The business owner who believes that he has no investment in the people he employs and the employees who allow (or are forced to allow) their needs to be whittled away. The man who finds sport or his car more interesting than what his wife, kids and friends feel. The woman who feels that there is greater solace in a glossy magazine or tv talk show than meeting a new person. These are now much more the norm than the exception.

So what is the solution. Many a therapist, religious leader and self-help expert have presented their ideas, and some of them are good. But what I suggest is perhaps more grass roots. Talk to your neighbor. Ask how he or she is, really is, not just politeness. Use the telephone and call someone who you haven’t rung for a while. Write some of your stories down and let others read them (or even better send them to Tintota). Be prepared to face who you really are and how you feel, and here’s the tougher bit but where the rewards are to be found – share these things.

Make changes in your life so that the things that you have and do are supporting you, not just reinforcing a certain image or financial need. Leave a boss who refuses to value you as a human being. Boycott products and companies that are profiting from contentless products or other forms of human misery. Teach your children to do the same, to choose products and services that have a lasting message and value rather than novelty that will fade in moments. This is the only way to send the message to the corporate investors that peddling rubbish is not a healthy thing to do for the future of society (or in this case their pockets).

Most people feel that leaving an unsupportive employer or displaying their feelings is a weakness that is tantamount to suicide in our society/economy. Yes, this is an issue. But not nurturing yourself is surer suicide, not just for you but for your children. Bosses who don’t value you don’t know the meaning of the word loyalty. They will downsize, overwork and make you redundant to suit their short-term profit desires. People who bottle things up explode in anger or collapse in illness and depression. Do you want to be living an unhappy, unfulfilling life, one that requires you to spend time and money on therapists, support groups and divorce lawyers? As a society, the revolution cannot be far round the corner. People can only lead pointless empty lives for so long before they bust out. Maybe we can make this revolution easier by starting it earlier in our own genuine ways.

Don’t make the mistake of taking the easy road. I recently watched a documentary on tv about a family who had to go without packaged food for a month. It was most fascinating and scary. These people just couldn’t cope without frozen meals. They had to learn how to cook and eat as a family. They hated it and seemed disturbed when the diet of ‘real food’ made them lose weight – something that they plainly needed to do. We are all to blame for the way our society is. Society is not something that gets passed down from on high. It happens as a result of the everyday choices that we make. Launch your own revolution right now. The more that you let others package your life for you, the more you let them profit from you. MSG is a flavor enhancer not flavor. Life arises from living not consuming.

Gill Scott Heron once said that “The revolution will not be televised.” This time I think that he might be wrong.

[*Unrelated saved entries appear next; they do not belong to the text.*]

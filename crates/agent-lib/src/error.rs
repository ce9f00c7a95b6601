//! Error types shared across the agent library

use std::time::Duration;
use thiserror::Error;

/// Failure to take a snapshot of an app's counters.
///
/// Always recovered locally: the tick is skipped and the previous snapshot
/// stays the baseline.
#[derive(Debug, Error)]
pub enum CollectError {
    #[error("runtime returned no stats for container {0}")]
    StatsUnavailable(String),

    #[error("runtime stats call failed: {0}")]
    Runtime(String),

    #[error("failed to open probe session for container {container_id}: {message}")]
    ProbeSession {
        container_id: String,
        message: String,
    },

    #[error("probe failed: {0}")]
    Probe(String),

    #[error("{operation} timed out after {timeout:?}")]
    Timeout {
        operation: &'static str,
        timeout: Duration,
    },
}

/// Failure to deliver a batch to the remote monitor
#[derive(Debug, Error)]
pub enum TransportError {
    #[error("invalid transfer endpoint {endpoint}: {message}")]
    InvalidEndpoint { endpoint: String, message: String },

    #[error("failed to connect to {endpoint}: {message}")]
    Connect { endpoint: String, message: String },

    #[error("update call failed: {0}")]
    Call(String),

    #[error("update call timed out after {0:?}")]
    Timeout(Duration),

    #[error("no transfer endpoints configured")]
    NoEndpoints,
}

/// Failure to write to the coordination store
#[derive(Debug, Error)]
pub enum StoreError {
    #[error("coordination store unavailable: {0}")]
    Unavailable(String),

    #[error("coordination store write failed: {0}")]
    Write(String),
}

/// Reason an app was not admitted into the registry
#[derive(Debug, Error)]
pub enum AdmitError {
    #[error("initial metric probe failed: {0}")]
    Probe(#[from] CollectError),

    #[error("no transport for app: {0}")]
    Transport(#[from] TransportError),
}

/// Failure of a runtime control call such as stopping a container
#[derive(Debug, Error)]
#[error("runtime call failed for container {container_id}: {message}")]
pub struct RuntimeError {
    pub container_id: String,
    pub message: String,
}

impl RuntimeError {
    pub fn new(container_id: impl Into<String>, message: impl ToString) -> Self {
        Self {
            container_id: container_id.into(),
            message: message.to_string(),
        }
    }
}
//! Remote-monitor transport abstraction

use crate::error::TransportError;
use crate::models::{MetricRecord, MetricValue};
use crate::proto;
use async_trait::async_trait;
use std::sync::Arc;

/// Acknowledgement returned by the remote monitor
#[derive(Debug, Clone, Default, PartialEq, Eq)]
pub struct TransferAck {
    pub message: String,
    pub total: i32,
    pub invalid: i32,
    pub latency: i64,
}

/// A dedicated connection from one app to the remote monitor.
///
/// Delivery is best-effort: a failed call is reported to the caller and the
/// batch is not retried or buffered.
#[async_trait]
pub trait MetricTransport: Send + Sync {
    /// Push one batch of records
    async fn update(&self, records: Vec<MetricRecord>) -> Result<TransferAck, TransportError>;

    /// Release the underlying connection
    async fn close(&self);
}

/// Creates one transport per app
pub trait TransportFactory: Send + Sync {
    fn connect(&self, container_id: &str) -> Result<Arc<dyn MetricTransport>, TransportError>;
}

impl From<MetricRecord> for proto::MetricValue {
    fn from(record: MetricRecord) -> Self {
        let value = match record.value {
            MetricValue::Int(v) => proto::metric_value::Value::IntValue(v),
            MetricValue::Float(v) => proto::metric_value::Value::FloatValue(v),
        };

        proto::MetricValue {
            endpoint: record.endpoint,
            metric: record.metric,
            value: Some(value),
            step: record.step,
            counter_type: record.counter_type,
            tags: record.tags,
            timestamp: record.timestamp,
        }
    }
}

impl From<proto::TransferResponse> for TransferAck {
    fn from(resp: proto::TransferResponse) -> Self {
        Self {
            message: resp.message,
            total: resp.total,
            invalid: resp.invalid,
            latency: resp.latency,
        }
    }
}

As soon as there is a new trend, the marketing men will take it up, gut it and sell it back to us as they have done since at least the 1950s. We must be very careful that, this time, we don’t let this happen. Don’t let your new leaders be paid massive salaries. Even better, shun the new self-proclaimed leader. Ask yourself what it is that you want and need and how you can help provide for the needs of others around you. I think that you will find that this will require little to no real financial expenditure, just a bit of time, honesty and caring that will repay itself amply.

Let’s make Cliff Richard’s song just that again, a nice love song, as we get to talking together more.

– Benedict Roff-Marsh
Kangaroo Point, Queensland, Australia.